REQUIREMENT =>
Quote exactly and only this range of lines in the data below: the line that holds "self.inner.rollback().await?;" to the line that holds "is now liked.", both included.

Dataset entries =>
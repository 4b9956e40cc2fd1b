//! Transaction runner.
//!
//! A [`Transaction`] owns one pooled connection with an open `BEGIN` and the
//! database's writer permit. Dropping it uncommitted rolls back, so an early
//! `?` return, a panic inside the body, or the enclosing future being
//! cancelled all end the same way.

use crate::error::StoreError;
use crate::model::{NewNotification, NewPost, Notification, NotificationId, Post};
use crate::pool::Database;
use crate::queries::{self, FoldChange, Purged, StoredDeadLetter};
use agora_core::{PostId, RequestContext, UserId};
use chrono::{DateTime, Utc};
use futures_util::future::BoxFuture;
use sqlx::{Sqlite, SqliteConnection};
use std::fmt::Display;
use tokio::sync::OwnedSemaphorePermit;
use tokio::time::Instant;

/// An open write transaction.
///
/// Statements run in program order on the transaction's connection and are
/// invisible to other connections until [`commit`](Self::commit).
pub struct Transaction {
    inner: sqlx::Transaction<'static, Sqlite>,
    _writer: OwnedSemaphorePermit,
}

impl Transaction {
    pub(crate) fn new(inner: sqlx::Transaction<'static, Sqlite>, writer: OwnedSemaphorePermit) -> Self {
        Self {
            inner,
            _writer: writer,
        }
    }

    fn conn(&mut self) -> &mut SqliteConnection {
        &mut self.inner
    }

    /// Makes the transaction's writes visible and releases the connection.
    pub async fn commit(self) -> Result<(), StoreError> {
        self.inner.commit().await?;
        tracing::debug!("transaction committed");
        Ok(())
    }

    /// Discards the transaction's writes and releases the connection.
    pub async fn rollback(self) -> Result<(), StoreError> {
        self.inner.rollback().await?;
        tracing::debug!("transaction rolled back");
        Ok(())
    }

    // ------------------------------------------------------------------
    // posts
    // ------------------------------------------------------------------

    /// Inserts a post and returns its ID. A `None` ID is assigned by the
    /// database.
    pub async fn insert_post(&mut self, new: NewPost) -> Result<PostId, StoreError> {
        queries::insert_post(self.conn(), new).await
    }

    /// Fetches a post if it exists.
    pub async fn post(&mut self, id: PostId) -> Result<Option<Post>, StoreError> {
        queries::post(self.conn(), id).await
    }

    /// Deletes a post with its audience rows and reactions.
    pub async fn delete_post(&mut self, id: PostId) -> Result<(), StoreError> {
        queries::delete_post(self.conn(), id).await
    }

    /// Adds `user` to the post's selected audience.
    pub async fn add_audience_member(&mut self, post: PostId, user: UserId) -> Result<(), StoreError> {
        queries::add_audience_member(self.conn(), post, user).await
    }

    /// Returns `true` if `user` is in the post's selected audience.
    pub async fn is_audience_member(&mut self, post: PostId, user: UserId) -> Result<bool, StoreError> {
        queries::is_audience_member(self.conn(), post, user).await
    }

    /// Likes or unlikes; returns `true` if the post is now liked.
    pub async fn toggle_reaction(
        &mut self,
        post: PostId,
        user: UserId,
        now: DateTime<Utc>,
    ) -> Result<bool, StoreError> {
        queries::toggle_reaction(self.conn(), post, user, now).await
    }

    /// Number of likes on `post`.
    pub async fn reaction_count(&mut self, post: PostId) -> Result<usize, StoreError> {
        queries::reaction_count(self.conn(), post).await
    }

    // ------------------------------------------------------------------
    // notifications
    // ------------------------------------------------------------------

    /// Inserts a notification and returns its ID.
    pub async fn insert_notification(&mut self, new: NewNotification) -> Result<NotificationId, StoreError> {
        queries::insert_notification(self.conn(), new).await
    }

    /// Fetches a notification if it exists.
    pub async fn notification(&mut self, id: NotificationId) -> Result<Option<Notification>, StoreError> {
        queries::notification(self.conn(), id).await
    }

    /// Newest unseen aggregated row for (recipient, kind, source entity)
    /// created at or after `since`.
    pub async fn find_aggregation_target(
        &mut self,
        recipient: UserId,
        kind: &str,
        source_entity: i64,
        since: DateTime<Utc>,
    ) -> Result<Option<NotificationId>, StoreError> {
        queries::find_aggregation_target(self.conn(), recipient, kind, source_entity, since).await
    }

    /// Adds `actor` to an aggregated row, or only bumps `updated_at` if the
    /// actor is already listed.
    pub async fn fold_actor(
        &mut self,
        id: NotificationId,
        actor: UserId,
        now: DateTime<Utc>,
    ) -> Result<FoldChange, StoreError> {
        queries::fold_actor(self.conn(), id, actor, now).await
    }

    /// Marks `ids` seen for `recipient`; returns how many rows changed.
    pub async fn mark_seen(&mut self, recipient: UserId, ids: &[NotificationId]) -> Result<usize, StoreError> {
        queries::mark_seen(self.conn(), recipient, ids).await
    }

    /// Marks a notification acted on (and seen).
    pub async fn mark_acted(&mut self, recipient: UserId, id: NotificationId) -> Result<(), StoreError> {
        queries::mark_acted(self.conn(), recipient, id).await
    }

    /// Deletes expired notifications and delivery markers.
    pub async fn purge_expired(&mut self, now: DateTime<Utc>) -> Result<Purged, StoreError> {
        queries::purge_expired(self.conn(), now).await
    }

    // ------------------------------------------------------------------
    // events
    // ------------------------------------------------------------------

    /// Records that `event_id` reached `recipient`, kept until `expires_at`.
    /// Returns `false` if it already had.
    pub async fn record_delivery(
        &mut self,
        event_id: &str,
        recipient: UserId,
        expires_at: DateTime<Utc>,
    ) -> Result<bool, StoreError> {
        queries::record_delivery(self.conn(), event_id, recipient, expires_at).await
    }

    /// Appends an encoded event to the outbox; it becomes visible to the
    /// consumer only if this transaction commits.
    pub async fn append_event(&mut self, payload: &[u8], now: DateTime<Utc>) -> Result<i64, StoreError> {
        queries::append_event(self.conn(), payload, now).await
    }

    /// Drops outbox records up to and including `through`.
    pub async fn commit_events(&mut self, through: i64) -> Result<usize, StoreError> {
        queries::commit_events(self.conn(), through).await
    }

    /// Sets an outbox record aside.
    pub async fn dead_letter_event(
        &mut self,
        letter: &StoredDeadLetter,
        now: DateTime<Utc>,
    ) -> Result<(), StoreError> {
        queries::dead_letter_event(self.conn(), letter, now).await
    }
}

impl std::fmt::Debug for Transaction {
    fn fmt(&self, f: &mut std::fmt::Formatter<'_>) -> std::fmt::Result {
        f.debug_struct("Transaction").finish_non_exhaustive()
    }
}

impl Database {
    /// Runs `body` inside a transaction.
    ///
    /// Commits when `body` returns `Ok`; rolls back when it returns `Err`,
    /// panics, or is cancelled. The connection is always released.
    ///
    /// `body` must only capture owned data, since the future it returns
    /// borrows nothing but the transaction.
    ///
    /// # Example
    ///
    /// ```
    /// # tokio_test::block_on(async {
    /// use agora_store::{AudienceTag, Database, NewPost, PoolConfig, StoreError};
    ///
    /// let db = Database::connect(PoolConfig::in_memory()).await?;
    /// let id = db
    ///     .run_tx(|tx| {
    ///         Box::pin(async move {
    ///             tx.insert_post(NewPost {
    ///                 id: None,
    ///                 creator_id: 1,
    ///                 group_id: 0,
    ///                 audience: AudienceTag::Public,
    ///                 body: "hi".into(),
    ///                 image_id: None,
    ///                 created_at: chrono::Utc::now(),
    ///             })
    ///             .await
    ///         })
    ///     })
    ///     .await?;
    /// assert_eq!(db.post(id).await?.body, "hi");
    /// # Ok::<_, StoreError>(())
    /// # });
    /// ```
    pub async fn run_tx<T, E, F>(&self, body: F) -> Result<T, E>
    where
        F: for<'t> FnOnce(&'t mut Transaction) -> BoxFuture<'t, Result<T, E>>,
        E: From<StoreError> + Display,
    {
        self.run_tx_until(None, body).await
    }

    /// Runs `body` inside a transaction bounded by the request's deadline.
    ///
    /// Waiting for the writer and running the body both stop at the
    /// deadline. A deadline that has already passed fails without running
    /// `body`; a body that overruns is dropped and rolled back.
    pub async fn run_tx_for<T, E, F>(&self, ctx: &RequestContext, body: F) -> Result<T, E>
    where
        F: for<'t> FnOnce(&'t mut Transaction) -> BoxFuture<'t, Result<T, E>>,
        E: From<StoreError> + Display,
    {
        self.run_tx_until(ctx.deadline(), body).await
    }

    async fn run_tx_until<T, E, F>(&self, deadline: Option<Instant>, body: F) -> Result<T, E>
    where
        F: for<'t> FnOnce(&'t mut Transaction) -> BoxFuture<'t, Result<T, E>>,
        E: From<StoreError> + Display,
    {
        let mut tx = self.begin_until(deadline).await?;
        let result = match deadline {
            Some(deadline) => tokio::time::timeout_at(deadline, body(&mut tx))
                .await
                .unwrap_or_else(|_| Err(StoreError::DeadlineExceeded.into())),
            None => body(&mut tx).await,
        };
        let value = match result {
            Ok(value) => value,
            Err(err) => {
                tracing::warn!(error = %err, "transaction failed, rolling back");
                if let Err(rollback) = tx.rollback().await {
                    tracing::warn!(error = %rollback, "rollback failed");
                }
                return Err(err);
            }
        };
        if deadline.is_some_and(|deadline| deadline <= Instant::now()) {
            tracing::warn!("deadline passed before commit, rolling back");
            drop(tx);
            return Err(StoreError::DeadlineExceeded.into());
        }
        tx.commit().await?;
        Ok(value)
    }
}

OUTPUT =>
        self.inner.rollback().await?;
        tracing::debug!("transaction rolled back");
        Ok(())
    }

    // ------------------------------------------------------------------
    // posts
    // ------------------------------------------------------------------

    /// Inserts a post and returns its ID. A `None` ID is assigned by the
    /// database.
    pub async fn insert_post(&mut self, new: NewPost) -> Result<PostId, StoreError> {
        queries::insert_post(self.conn(), new).await
    }

    /// Fetches a post if it exists.
    pub async fn post(&mut self, id: PostId) -> Result<Option<Post>, StoreError> {
        queries::post(self.conn(), id).await
    }

    /// Deletes a post with its audience rows and reactions.
    pub async fn delete_post(&mut self, id: PostId) -> Result<(), StoreError> {
        queries::delete_post(self.conn(), id).await
    }

    /// Adds `user` to the post's selected audience.
    pub async fn add_audience_member(&mut self, post: PostId, user: UserId) -> Result<(), StoreError> {
        queries::add_audience_member(self.conn(), post, user).await
    }

    /// Returns `true` if `user` is in the post's selected audience.
    pub async fn is_audience_member(&mut self, post: PostId, user: UserId) -> Result<bool, StoreError> {
        queries::is_audience_member(self.conn(), post, user).await
    }

    /// Likes or unlikes; returns `true` if the post is now liked.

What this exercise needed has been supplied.